» **WORK ITEM**: Filter the records for "host" and keep each line that has it.

» **RECORD EXCERPTS**:
//! Maxwell solver using the FDTD (Finite-Difference Time-Domain) method
//!
//! Fields are advanced with the Yee leapfrog scheme in normalised units
//! (E and H share units, the update coefficient is `c·dt/Δ`):
//!
//! ```text
//! B^{n+½}   = B^{n−½} − c·dt · curl_f E^n          H = B/μ
//! D^{n+1}   = D^n     + c·dt · curl_b H^{n+½} − c·dt · J^{n+½}
//! E^{n+1}   = (D^{n+1} − ΣP) / ε∞                 (ADE on dispersive nodes)
//! ```
//!
//! `curl_f` uses forward differences and `curl_b` backward ones; with the
//! halo rules of the boundary layer `curl_b` is the adjoint of `curl_f`,
//! which makes the lossless scheme exactly energy conserving.

use crate::domain::boundary::{loss_coefficients, Boundaries, ConductivityProfile};
use crate::domain::dispersion::DispersiveSite;
use crate::domain::material::{fix_stability, Material, StabilityReport};
use crate::domain::source::{Source, TimeProfile};
use crate::domain_decomposition::{CancelToken, SlabDecomposition};
use crate::engine::array::{Complex64, VectorField};
use crate::error::{Error, Result};
use crate::grid::{Component, Direction, ElectromagneticFields, FieldKind, Grid, SPEED_OF_LIGHT};
use crate::monitor::AmplitudeMonitor;
use ndarray::{Array3, Zip};
use rayon::prelude::*;
use std::time::{Duration, Instant};
use tracing::{debug, info};

/// Courant number used when none is given
pub const DEFAULT_COURANT: f64 = 0.5;

/// Forward-difference curl component `a` at array index `idx` (not divided by Δ)
#[inline]
pub fn curl_forward(f: &VectorField, a: usize, idx: [usize; 3]) -> Complex64 {
    let (b, c) = ((a + 1) % 3, (a + 2) % 3);
    let fb = &f.component(b).data;
    let fc = &f.component(c).data;
    let mut along_b = idx;
    along_b[b] += 1;
    let mut along_c = idx;
    along_c[c] += 1;
    (fc[along_b] - fc[idx]) - (fb[along_c] - fb[idx])
}

/// Backward-difference curl component `a` at array index `idx` (not divided by Δ)
#[inline]
pub fn curl_backward(f: &VectorField, a: usize, idx: [usize; 3]) -> Complex64 {
    let (b, c) = ((a + 1) % 3, (a + 2) % 3);
    let fb = &f.component(b).data;
    let fc = &f.component(c).data;
    let mut along_b = idx;
    along_b[b] -= 1;
    let mut along_c = idx;
    along_c[c] -= 1;
    (fc[idx] - fc[along_b]) - (fb[idx] - fb[along_c])
}

/// Everything fixed before the first step
#[derive(Debug, Clone)]
pub struct SimulationSetup {
    pub grid: Grid,
    /// Courant number `c·dt/Δ`
    pub courant: f64,
    /// Requested simulated time (s)
    pub simtime: f64,
    pub boundaries: Boundaries,
    pub materials: Vec<Material>,
    pub sources: Vec<Source>,
    /// Number of slabs; the rayon pool size when `None`
    pub workers: Option<usize>,
}

impl SimulationSetup {
    pub fn new(grid: Grid, simtime: f64) -> Self {
        Self {
            grid,
            courant: DEFAULT_COURANT,
            simtime,
            boundaries: Boundaries::default(),
            materials: Vec::new(),
            sources: Vec::new(),
            workers: None,
        }
    }

    pub fn with_courant(mut self, courant: f64) -> Self {
        self.courant = courant;
        self
    }

    pub fn with_boundaries(mut self, boundaries: Boundaries) -> Self {
        self.boundaries = boundaries;
        self
    }

    pub fn with_material(mut self, material: Material) -> Self {
        self.materials.push(material);
        self
    }

    pub fn with_source(mut self, source: Source) -> Self {
        self.sources.push(source);
        self
    }

    pub fn with_workers(mut self, workers: usize) -> Self {
        self.workers = Some(workers);
        self
    }
}

/// Lifecycle of an engine
#[derive(Debug, Clone, Copy, PartialEq, Eq)]
pub enum EngineState {
    /// Built, no step taken yet
    Initialized,
    /// Stepping, time below simtime
    Running,
    /// Time reached simtime, or a CW solution is stored
    Finished,
}

/// Source nodes with their precomputed `gain · amplitude` factors
#[derive(Debug, Clone)]
struct CompiledSource {
    axis: usize,
    profile: TimeProfile,
    nodes: Vec<([usize; 3], Complex64)>,
}

/// Statistics of a completed time-domain run
#[derive(Debug, Clone, Copy, PartialEq)]
pub struct RunSummary {
    pub steps: usize,
    pub simulated_time: f64,
    pub elapsed: Duration,
}

/// FDTD engine: grid, fields, materials, boundaries and sources of one run
#[derive(Debug)]
pub struct Engine {
    pub(crate) grid: Grid,
    pub(crate) dt: f64,
    pub(crate) simtime: f64,
    pub(crate) steps: usize,
    pub(crate) state: EngineState,
    pub(crate) boundaries: Boundaries,
    pub(crate) conductivity: ConductivityProfile,
    pub(crate) decomposition: SlabDecomposition,
    pub(crate) fields: ElectromagneticFields,
    /// ε∞ at each electric node, per component
    pub(crate) epsilon: [Array3<f64>; 3],
    /// μ at each magnetic node, per component
    pub(crate) mu: [Array3<f64>; 3],
    pub(crate) sites: Vec<DispersiveSite>,
    pub(crate) sources: Vec<Source>,
    compiled: Vec<CompiledSource>,
    reports: Vec<StabilityReport>,
}
//! Closed-form references for checking simulations
//!
//! Reflection at a flat interface, mixing rules for simple composites and
//! the numerical dispersion of the Yee scheme. Permittivities are relative
//! and complex; `n = √ε` takes the root with non-negative imaginary part.

use crate::engine::array::Complex64;
use crate::grid::SPEED_OF_LIGHT;

/// Refractive index of a (possibly lossy) medium
pub fn refractive_index(epsilon: Complex64, mu: Complex64) -> Complex64 {
    let n = (epsilon * mu).sqrt();
    if n.im < 0.0 {
        -n
    } else {
        n
    }
}

/// Amplitude reflection coefficient at normal incidence from medium 1 into medium 2
///
/// Non-magnetic media: `r = (n1 − n2)/(n1 + n2)`.
pub fn fresnel_reflection(epsilon1: Complex64, epsilon2: Complex64) -> Complex64 {
    let one = Complex64::new(1.0, 0.0);
    let n1 = refractive_index(epsilon1, one);
    let n2 = refractive_index(epsilon2, one);
    (n1 - n2) / (n1 + n2)
}

/// Amplitude transmission coefficient at normal incidence, `t = 2n1/(n1 + n2)`
pub fn fresnel_transmission(epsilon1: Complex64, epsilon2: Complex64) -> Complex64 {
    let one = Complex64::new(1.0, 0.0);
    let n1 = refractive_index(epsilon1, one);
    let n2 = refractive_index(epsilon2, one);
    n1 * 2.0 / (n1 + n2)
}

/// Permittivity of a layered composite for a field parallel to the layers
pub fn wiener_parallel(epsilon: Complex64, host: Complex64, fill: f64) -> Complex64 {
    epsilon * fill + host * (1.0 - fill)
}

/// Permittivity of a layered composite for a field normal to the layers
pub fn wiener_normal(epsilon: Complex64, host: Complex64, fill: f64) -> Complex64 {
    (epsilon * host) / (host * fill + epsilon * (1.0 - fill))
}

/// Maxwell Garnett permittivity of spheres with volume fraction `fill` in `host`
pub fn maxwell_garnett(epsilon: Complex64, host: Complex64, fill: f64) -> Complex64 {
    let contrast = (epsilon - host) / (epsilon + host * 2.0);
    host * (contrast * 2.0 * fill + 1.0) / (-contrast * fill + 1.0)
}

/// Numerical wavenumber of the Yee scheme for a plane wave along a grid axis
///
/// Solves `sin(kΔ/2)/Δ = n sin(ωdt/2)/(c dt)`. Above the grid cutoff the
/// wave is evanescent and `None` is returned.
pub fn yee_wavenumber(omega: f64, resolution: f64, dt: f64, index: f64) -> Option<f64> {
    let s = index * resolution * (0.5 * omega * dt).sin() / (SPEED_OF_LIGHT * dt);
    (s.abs() <= 1.0).then(|| 2.0 * s.asin() / resolution)
}

/// Grid-consistent `k²` of the second difference, `(2 sin(kΔ/2)/Δ)²`
pub fn discrete_wavenumber_squared(k: f64, resolution: f64) -> f64 {
    (2.0 * (0.5 * k * resolution).sin() / resolution).powi(2)
}

/// Grid-consistent `k0` of the leapfrog, `2 sin(ωdt/2)/(c dt)`
pub fn discrete_vacuum_wavenumber(omega: f64, dt: f64) -> f64 {
    2.0 * (0.5 * omega * dt).sin() / (SPEED_OF_LIGHT * dt)
}
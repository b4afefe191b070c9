use crate::domain::category::{normalize_vehicle_type, VehicleType};
use crate::domain::ids::{BookingId, UserId, VehicleId};
use serde::{Deserialize, Serialize};

#[derive(Debug, Clone, PartialEq, Eq, Serialize, Deserialize)]
pub struct Booking {
    pub id: BookingId,
    pub user_id: UserId,
    pub vehicle_id: VehicleId,
    /// Type string as stored on the booking row.
    pub vehicle_type: Option<String>,
    pub status: String,
    pub start_at: i64,
    pub end_at: i64,
    pub created_at: i64,
}

impl Booking {
    pub fn normalized_type(&self) -> Option<VehicleType> {
        normalize_vehicle_type(self.vehicle_type.as_deref())
    }
}
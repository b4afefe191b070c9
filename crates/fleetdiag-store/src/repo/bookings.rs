use crate::error::{Result, StoreError};
use fleetdiag_core::domain::{Booking, BookingId, UserId, VehicleId};
use rusqlite::{params, Connection};
use std::str::FromStr;

const BOOKING_COLUMNS: &str =
    "id, user_id, vehicle_id, vehicle_type, status, start_at, end_at, created_at";

pub struct BookingsRepo<'a> {
    conn: &'a Connection,
}

#[derive(Debug, Clone)]
pub struct BookingNew {
    pub user_id: UserId,
    pub vehicle_id: VehicleId,
    pub vehicle_type: Option<String>,
    pub status: String,
    pub start_at: i64,
    pub end_at: i64,
}

impl<'a> BookingsRepo<'a> {
    pub fn new(conn: &'a Connection) -> Self {
        Self { conn }
    }

    /// Stores the booking as given; the type string is not normalized.
    pub fn create(&self, now_utc: i64, input: BookingNew) -> Result<Booking> {
        let booking = Booking {
            id: BookingId::new(),
            user_id: input.user_id,
            vehicle_id: input.vehicle_id,
            vehicle_type: input.vehicle_type,
            status: input.status,
            start_at: input.start_at,
            end_at: input.end_at,
            created_at: now_utc,
        };
        self.conn.execute(
            &format!(
                "INSERT INTO bookings ({BOOKING_COLUMNS}) VALUES (?1, ?2, ?3, ?4, ?5, ?6, ?7, ?8);"
            ),
            params![
                booking.id.to_string(),
                booking.user_id.to_string(),
                booking.vehicle_id.to_string(),
                booking.vehicle_type,
                booking.status,
                booking.start_at,
                booking.end_at,
                booking.created_at
            ],
        )?;
        Ok(booking)
    }

    /// Newest first.
    pub fn list_for_user(&self, user_id: UserId, limit: i64) -> Result<Vec<Booking>> {
        let mut stmt = self.conn.prepare(&format!(
            "SELECT {BOOKING_COLUMNS} FROM bookings
             WHERE user_id = ?1
             ORDER BY created_at DESC, id ASC
             LIMIT ?2;"
        ))?;
        let mut rows = stmt.query(params![user_id.to_string(), limit])?;
        let mut bookings = Vec::new();
        while let Some(row) = rows.next()? {
            bookings.push(booking_from_row(row)?);
        }
        Ok(bookings)
    }

    pub fn list_all(&self) -> Result<Vec<Booking>> {
        let mut stmt = self.conn.prepare(&format!(
            "SELECT {BOOKING_COLUMNS} FROM bookings ORDER BY created_at ASC, id ASC;"
        ))?;
        let mut rows = stmt.query([])?;
        let mut bookings = Vec::new();
        while let Some(row) = rows.next()? {
            bookings.push(booking_from_row(row)?);
        }
        Ok(bookings)
    }

    pub fn count(&self) -> Result<i64> {
        let count = self
            .conn
            .query_row("SELECT COUNT(*) FROM bookings;", [], |row| row.get(0))?;
        Ok(count)
    }
}

fn booking_from_row(row: &rusqlite::Row<'_>) -> Result<Booking> {
    Ok(Booking {
        id: parse_id(row.get(0)?)?,
        user_id: parse_id(row.get(1)?)?,
        vehicle_id: parse_id(row.get(2)?)?,
        vehicle_type: row.get(3)?,
        status: row.get(4)?,
        start_at: row.get(5)?,
        end_at: row.get(6)?,
        created_at: row.get(7)?,
    })
}

fn parse_id<T: FromStr>(raw: String) -> Result<T> {
    T::from_str(&raw).map_err(|_| StoreError::InvalidId(raw.clone()))
}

» **EXERCISE SOLUTION**:
pub fn wiener_parallel(epsilon: Complex64, host: Complex64, fill: f64) -> Complex64 {
    epsilon * fill + host * (1.0 - fill)
pub fn wiener_normal(epsilon: Complex64, host: Complex64, fill: f64) -> Complex64 {
    (epsilon * host) / (host * fill + epsilon * (1.0 - fill))
/// Maxwell Garnett permittivity of spheres with volume fraction `fill` in `host`
pub fn maxwell_garnett(epsilon: Complex64, host: Complex64, fill: f64) -> Complex64 {
    let contrast = (epsilon - host) / (epsilon + host * 2.0);
    host * (contrast * 2.0 * fill + 1.0) / (-contrast * fill + 1.0)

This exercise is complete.